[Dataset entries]
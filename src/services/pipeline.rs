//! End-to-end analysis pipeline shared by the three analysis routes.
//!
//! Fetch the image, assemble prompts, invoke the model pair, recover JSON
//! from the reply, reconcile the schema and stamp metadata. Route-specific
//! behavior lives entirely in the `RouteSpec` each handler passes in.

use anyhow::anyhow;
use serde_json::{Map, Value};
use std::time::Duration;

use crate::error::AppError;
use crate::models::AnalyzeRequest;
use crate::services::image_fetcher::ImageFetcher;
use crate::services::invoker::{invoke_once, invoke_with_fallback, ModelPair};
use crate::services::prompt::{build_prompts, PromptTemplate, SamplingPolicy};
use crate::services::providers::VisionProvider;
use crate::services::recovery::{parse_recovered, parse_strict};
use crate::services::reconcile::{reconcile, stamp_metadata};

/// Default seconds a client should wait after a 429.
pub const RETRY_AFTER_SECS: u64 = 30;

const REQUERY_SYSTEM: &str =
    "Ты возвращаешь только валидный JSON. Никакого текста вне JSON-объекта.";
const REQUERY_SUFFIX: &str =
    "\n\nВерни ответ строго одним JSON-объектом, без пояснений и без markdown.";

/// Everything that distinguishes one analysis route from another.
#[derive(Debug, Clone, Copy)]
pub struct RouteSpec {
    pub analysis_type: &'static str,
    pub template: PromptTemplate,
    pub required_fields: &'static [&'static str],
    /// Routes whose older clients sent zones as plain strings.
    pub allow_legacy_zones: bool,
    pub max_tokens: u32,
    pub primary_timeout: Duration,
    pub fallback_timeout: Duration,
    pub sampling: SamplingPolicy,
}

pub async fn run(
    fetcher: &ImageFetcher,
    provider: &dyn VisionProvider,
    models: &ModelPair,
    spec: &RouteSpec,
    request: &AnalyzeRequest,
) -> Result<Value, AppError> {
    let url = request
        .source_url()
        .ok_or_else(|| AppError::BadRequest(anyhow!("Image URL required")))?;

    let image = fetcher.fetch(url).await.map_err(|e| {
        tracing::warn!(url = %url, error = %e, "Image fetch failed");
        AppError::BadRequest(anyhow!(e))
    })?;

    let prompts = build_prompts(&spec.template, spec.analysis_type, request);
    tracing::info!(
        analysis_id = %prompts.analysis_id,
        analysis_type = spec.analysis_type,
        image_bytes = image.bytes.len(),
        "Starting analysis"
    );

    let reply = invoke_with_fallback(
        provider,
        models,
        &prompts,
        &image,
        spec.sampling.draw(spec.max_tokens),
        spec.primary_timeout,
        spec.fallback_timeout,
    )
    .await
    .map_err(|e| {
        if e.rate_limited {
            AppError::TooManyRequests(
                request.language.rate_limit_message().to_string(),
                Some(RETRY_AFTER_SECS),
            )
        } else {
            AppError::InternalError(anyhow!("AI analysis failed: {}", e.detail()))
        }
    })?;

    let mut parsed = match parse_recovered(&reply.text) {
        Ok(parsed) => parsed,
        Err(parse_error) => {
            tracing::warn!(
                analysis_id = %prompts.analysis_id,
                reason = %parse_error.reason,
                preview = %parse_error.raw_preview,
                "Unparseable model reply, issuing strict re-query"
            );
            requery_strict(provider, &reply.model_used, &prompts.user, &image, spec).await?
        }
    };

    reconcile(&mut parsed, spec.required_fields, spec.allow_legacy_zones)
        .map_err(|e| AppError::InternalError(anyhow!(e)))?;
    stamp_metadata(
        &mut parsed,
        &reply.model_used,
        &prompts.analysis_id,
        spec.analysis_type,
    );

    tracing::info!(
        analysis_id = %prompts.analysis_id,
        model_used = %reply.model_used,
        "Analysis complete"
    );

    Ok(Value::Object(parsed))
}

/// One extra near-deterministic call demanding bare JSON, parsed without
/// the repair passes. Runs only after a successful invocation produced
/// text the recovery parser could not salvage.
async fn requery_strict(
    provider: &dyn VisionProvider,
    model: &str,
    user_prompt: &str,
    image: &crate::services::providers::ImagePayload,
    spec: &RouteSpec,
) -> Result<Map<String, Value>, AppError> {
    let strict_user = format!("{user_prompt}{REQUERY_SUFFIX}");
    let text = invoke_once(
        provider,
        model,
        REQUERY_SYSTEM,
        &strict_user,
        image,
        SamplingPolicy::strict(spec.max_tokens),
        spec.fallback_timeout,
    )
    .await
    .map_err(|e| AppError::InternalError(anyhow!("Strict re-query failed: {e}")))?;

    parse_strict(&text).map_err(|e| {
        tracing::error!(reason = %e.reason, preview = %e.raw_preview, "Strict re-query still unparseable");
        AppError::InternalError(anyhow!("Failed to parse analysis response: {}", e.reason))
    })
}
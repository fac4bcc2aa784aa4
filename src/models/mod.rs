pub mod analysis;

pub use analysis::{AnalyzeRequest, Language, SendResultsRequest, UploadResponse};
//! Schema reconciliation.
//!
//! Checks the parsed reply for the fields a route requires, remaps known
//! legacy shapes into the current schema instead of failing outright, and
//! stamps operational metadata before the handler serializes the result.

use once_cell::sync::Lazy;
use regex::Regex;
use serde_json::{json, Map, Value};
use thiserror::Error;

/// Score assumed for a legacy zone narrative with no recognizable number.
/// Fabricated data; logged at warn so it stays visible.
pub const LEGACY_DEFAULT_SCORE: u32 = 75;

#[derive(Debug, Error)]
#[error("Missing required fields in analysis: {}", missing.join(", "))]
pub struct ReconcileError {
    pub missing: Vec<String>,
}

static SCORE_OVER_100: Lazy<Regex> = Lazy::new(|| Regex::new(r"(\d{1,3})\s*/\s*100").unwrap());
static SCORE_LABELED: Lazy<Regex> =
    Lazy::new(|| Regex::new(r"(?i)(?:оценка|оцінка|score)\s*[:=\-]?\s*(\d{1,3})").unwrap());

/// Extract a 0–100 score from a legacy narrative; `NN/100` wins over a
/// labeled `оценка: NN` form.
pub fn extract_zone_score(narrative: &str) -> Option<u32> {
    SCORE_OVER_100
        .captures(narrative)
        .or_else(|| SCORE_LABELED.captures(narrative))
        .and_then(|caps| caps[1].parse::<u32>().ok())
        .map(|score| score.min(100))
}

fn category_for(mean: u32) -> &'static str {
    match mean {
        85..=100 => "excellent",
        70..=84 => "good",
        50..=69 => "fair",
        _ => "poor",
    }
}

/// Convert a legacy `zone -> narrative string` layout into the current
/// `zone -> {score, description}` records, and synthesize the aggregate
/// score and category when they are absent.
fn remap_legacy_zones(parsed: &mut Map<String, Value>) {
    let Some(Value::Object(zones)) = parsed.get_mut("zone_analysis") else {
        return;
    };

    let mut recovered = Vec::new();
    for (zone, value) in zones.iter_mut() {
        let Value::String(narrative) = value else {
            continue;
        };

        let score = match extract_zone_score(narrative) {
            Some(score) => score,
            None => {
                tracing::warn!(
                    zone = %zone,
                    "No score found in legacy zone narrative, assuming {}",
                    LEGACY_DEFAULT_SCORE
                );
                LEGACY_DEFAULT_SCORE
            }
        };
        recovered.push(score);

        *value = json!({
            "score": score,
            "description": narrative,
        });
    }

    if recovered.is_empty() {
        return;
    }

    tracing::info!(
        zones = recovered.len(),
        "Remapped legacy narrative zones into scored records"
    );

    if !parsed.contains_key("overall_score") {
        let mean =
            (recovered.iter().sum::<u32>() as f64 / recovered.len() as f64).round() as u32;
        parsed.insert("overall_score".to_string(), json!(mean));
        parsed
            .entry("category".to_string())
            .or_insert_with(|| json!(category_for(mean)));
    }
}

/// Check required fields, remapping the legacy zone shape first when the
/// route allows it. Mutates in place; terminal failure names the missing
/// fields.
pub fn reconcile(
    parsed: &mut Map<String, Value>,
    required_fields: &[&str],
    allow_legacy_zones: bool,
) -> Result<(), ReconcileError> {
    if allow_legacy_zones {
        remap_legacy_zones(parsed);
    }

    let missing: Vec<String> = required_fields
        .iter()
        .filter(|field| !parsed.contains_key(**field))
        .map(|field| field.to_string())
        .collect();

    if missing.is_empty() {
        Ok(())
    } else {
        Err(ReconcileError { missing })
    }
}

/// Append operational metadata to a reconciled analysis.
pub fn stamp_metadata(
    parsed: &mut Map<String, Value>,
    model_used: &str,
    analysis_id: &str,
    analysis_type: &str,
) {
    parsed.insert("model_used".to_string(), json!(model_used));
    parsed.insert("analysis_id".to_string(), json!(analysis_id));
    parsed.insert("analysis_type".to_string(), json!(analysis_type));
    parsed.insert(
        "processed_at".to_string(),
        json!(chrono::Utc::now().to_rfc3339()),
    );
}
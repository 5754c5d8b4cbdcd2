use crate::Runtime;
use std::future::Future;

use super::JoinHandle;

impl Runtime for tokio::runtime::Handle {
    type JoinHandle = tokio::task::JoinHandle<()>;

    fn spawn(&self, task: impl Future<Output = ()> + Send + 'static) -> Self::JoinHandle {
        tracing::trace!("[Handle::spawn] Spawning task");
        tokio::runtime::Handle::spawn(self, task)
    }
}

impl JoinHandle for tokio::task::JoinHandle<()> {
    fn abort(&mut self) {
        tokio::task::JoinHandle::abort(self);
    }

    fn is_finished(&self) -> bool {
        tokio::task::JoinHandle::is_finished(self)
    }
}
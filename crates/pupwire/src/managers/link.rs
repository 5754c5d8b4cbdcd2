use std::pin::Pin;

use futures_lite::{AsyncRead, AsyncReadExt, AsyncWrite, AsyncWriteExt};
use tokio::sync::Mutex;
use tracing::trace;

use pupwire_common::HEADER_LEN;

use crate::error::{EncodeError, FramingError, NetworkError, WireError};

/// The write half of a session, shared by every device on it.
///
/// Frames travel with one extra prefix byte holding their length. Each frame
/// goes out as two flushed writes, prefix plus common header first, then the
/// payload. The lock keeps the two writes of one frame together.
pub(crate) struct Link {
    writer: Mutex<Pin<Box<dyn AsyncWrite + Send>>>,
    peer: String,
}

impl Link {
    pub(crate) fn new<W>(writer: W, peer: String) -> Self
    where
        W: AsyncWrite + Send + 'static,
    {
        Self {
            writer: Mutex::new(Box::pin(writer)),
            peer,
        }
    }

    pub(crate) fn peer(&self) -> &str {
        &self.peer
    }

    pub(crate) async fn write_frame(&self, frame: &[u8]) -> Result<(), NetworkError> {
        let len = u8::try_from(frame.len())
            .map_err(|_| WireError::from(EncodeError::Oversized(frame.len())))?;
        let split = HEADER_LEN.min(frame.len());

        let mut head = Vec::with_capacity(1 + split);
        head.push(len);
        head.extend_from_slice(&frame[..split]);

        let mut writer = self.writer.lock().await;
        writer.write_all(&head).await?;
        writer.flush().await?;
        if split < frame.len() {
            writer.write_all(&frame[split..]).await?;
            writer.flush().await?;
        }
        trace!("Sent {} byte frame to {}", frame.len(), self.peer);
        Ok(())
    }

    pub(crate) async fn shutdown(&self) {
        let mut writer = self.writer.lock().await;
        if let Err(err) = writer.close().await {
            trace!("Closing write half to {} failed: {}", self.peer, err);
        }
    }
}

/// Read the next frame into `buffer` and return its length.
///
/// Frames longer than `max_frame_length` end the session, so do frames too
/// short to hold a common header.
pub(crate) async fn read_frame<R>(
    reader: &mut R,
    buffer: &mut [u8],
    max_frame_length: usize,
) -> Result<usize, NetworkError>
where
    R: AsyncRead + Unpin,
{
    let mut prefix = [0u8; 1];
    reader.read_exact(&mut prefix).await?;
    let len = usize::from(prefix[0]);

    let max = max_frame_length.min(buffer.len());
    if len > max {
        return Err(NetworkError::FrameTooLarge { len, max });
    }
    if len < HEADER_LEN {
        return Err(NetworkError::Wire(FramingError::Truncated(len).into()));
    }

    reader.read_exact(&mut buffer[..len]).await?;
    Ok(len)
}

[Your instructions] Pull together all lines from the data that mention the word "WireError".

[Task output]
use crate::error::{EncodeError, FramingError, NetworkError, WireError};
            .map_err(|_| WireError::from(EncodeError::Oversized(frame.len())))?;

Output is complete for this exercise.